The Background: Zyxel published the security advisory for the vulnerabilities on Feb. 4. The flaws were first disclosed by VulnCheck on July 31, 2024, and GreyNoise published further details about the vulnerabilities on Jan. 28, 2025, saying it had observed exploitation attempts against CVE-2024-40891. 

GreyNoise researchers identified “significant overlap” between the IPs exploiting the flaw and those classified as Mirai, and found that certain Mirai strains included the ability to exploit CVE-2024-40891.

“At this time, the vulnerability is not patched, nor has it been publicly disclosed,” according to Glenn Thorpe with GreyNoise on Jan. 28. “Attackers can leverage this vulnerability to execute arbitrary commands on affected devices, leading to complete system compromise, data exfiltration, or network infiltration.”

Impacted Models: The following models of Zyxel’s DSL CPE series are impacted: VMG1312-B10A, VMG1312-B10B, VMG1312-B10E, VMG3312-B10A, VMG3313-B10A, VMG3926-B10B, VMG4325-B10A, VMG4380-B10A, VMG8324-B10A, VMG8924-B10A, SBG3300, and SBG3500.

Zyxel said the impacted devices are end-of-life, and noted that the WAN access and the Telnet functions are disabled by default. However, Censys is reporting over 1,500 vulnerable devices online. Additionally, some of the impacted legacy models are still available for sale on Amazon, VulnCheck researcher Jacob Baines said in a Tuesday analysis.

Why It Matters: While these flaws exist in legacy devices, they are still significant because hundreds of impacted devices remain exposed online, and CVE-2024-40891 is being utilized in attacks. “Unsupported does not mean unexploited, and this research underscores the lasting impact of insecure legacy devices,” said Baines.

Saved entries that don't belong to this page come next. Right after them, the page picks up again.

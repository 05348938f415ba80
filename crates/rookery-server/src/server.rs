//! TCP transport: newline-delimited JSON over persistent connections.
//!
//! Each accepted connection gets a reader task (this function's loop) and a
//! writer task draining the connection's outbound channel. Commands are
//! processed one at a time per connection; a command runs to completion
//! before the next line is read.

use std::sync::Arc;

use futures::{SinkExt, StreamExt};
use tokio::net::{TcpListener, TcpStream};
use tokio_util::codec::{Framed, LinesCodec};
use tracing::{debug, info, warn};

use rookery_core::{ClientCommand, ServerMessage};

use crate::config::ServerConfig;
use crate::coordinator::Coordinator;
use crate::session::{ClientHandle, ConnectionId};

/// Accept connections forever, spawning a task per connection.
pub async fn run(config: ServerConfig, coordinator: Arc<Coordinator>) -> std::io::Result<()> {
    config
        .validate()
        .map_err(|err| std::io::Error::new(std::io::ErrorKind::InvalidInput, err))?;

    let listener = TcpListener::bind(config.listen_addr).await?;
    info!(addr = %config.listen_addr, "listening");

    loop {
        let (stream, peer) = listener.accept().await?;
        let coordinator = Arc::clone(&coordinator);
        let max_bytes = config.max_command_bytes;
        tokio::spawn(async move {
            debug!(%peer, "connection accepted");
            serve_connection(stream, max_bytes, coordinator).await;
            debug!(%peer, "connection closed");
        });
    }
}

/// Drive one connection until the peer hangs up or the line codec errors.
async fn serve_connection(stream: TcpStream, max_bytes: usize, coordinator: Arc<Coordinator>) {
    let framed = Framed::new(stream, LinesCodec::new_with_max_length(max_bytes));
    let (mut sink, mut lines) = framed.split();

    let (tx, mut rx) = tokio::sync::mpsc::unbounded_channel::<ServerMessage>();
    let handle = ClientHandle::new(ConnectionId::next(), tx);

    // Writer: drain the outbound channel into the socket. Ends when the
    // handle's last sender is dropped or the peer stops reading.
    let writer = tokio::spawn(async move {
        while let Some(message) = rx.recv().await {
            let json = match serde_json::to_string(&message) {
                Ok(json) => json,
                Err(err) => {
                    warn!(%err, "failed to encode server message");
                    continue;
                }
            };
            if sink.send(json).await.is_err() {
                break;
            }
        }
    });

    // Reader: one command at a time, in arrival order.
    while let Some(line) = lines.next().await {
        let line = match line {
            Ok(line) => line,
            Err(err) => {
                warn!(%err, conn = %handle.id(), "line decode failed, closing");
                break;
            }
        };
        match serde_json::from_str::<ClientCommand>(&line) {
            Ok(command) => coordinator.handle_command(&handle, command).await,
            Err(err) => {
                debug!(%err, conn = %handle.id(), "malformed command");
                handle.send(ServerMessage::error("Error: malformed command"));
            }
        }
    }

    coordinator.handle_disconnect(&handle);
    drop(handle);
    let _ = writer.await;
}
//! # rookery-core
//!
//! Everything shared between the rookery server and its clients: the board
//! model, pseudo-legal move generation, the rules engine, the game state
//! machine, the persisted game record, and the JSON wire protocol.
//!
//! Nothing here performs I/O; the server crate supplies sessions, storage,
//! and transport.

pub mod board;
pub mod game;
pub mod movegen;
pub mod protocol;
pub mod record;
pub mod rules;

pub use board::{Board, Color, Move, Piece, PieceKind, Position};
pub use game::{Game, GameOutcome, MoveError, ResignError};
pub use protocol::{AuthToken, ClientCommand, ServerMessage};
pub use record::{GameId, GameRecord};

“While these systems are older and seemingly long out of support, they remain highly relevant due to their continued use worldwide and the sustained interest from attackers,” Baines said. “The fact that attackers are still actively exploiting these routers underscores the need for attention, as understanding real-world attacks is critical to effective security research.”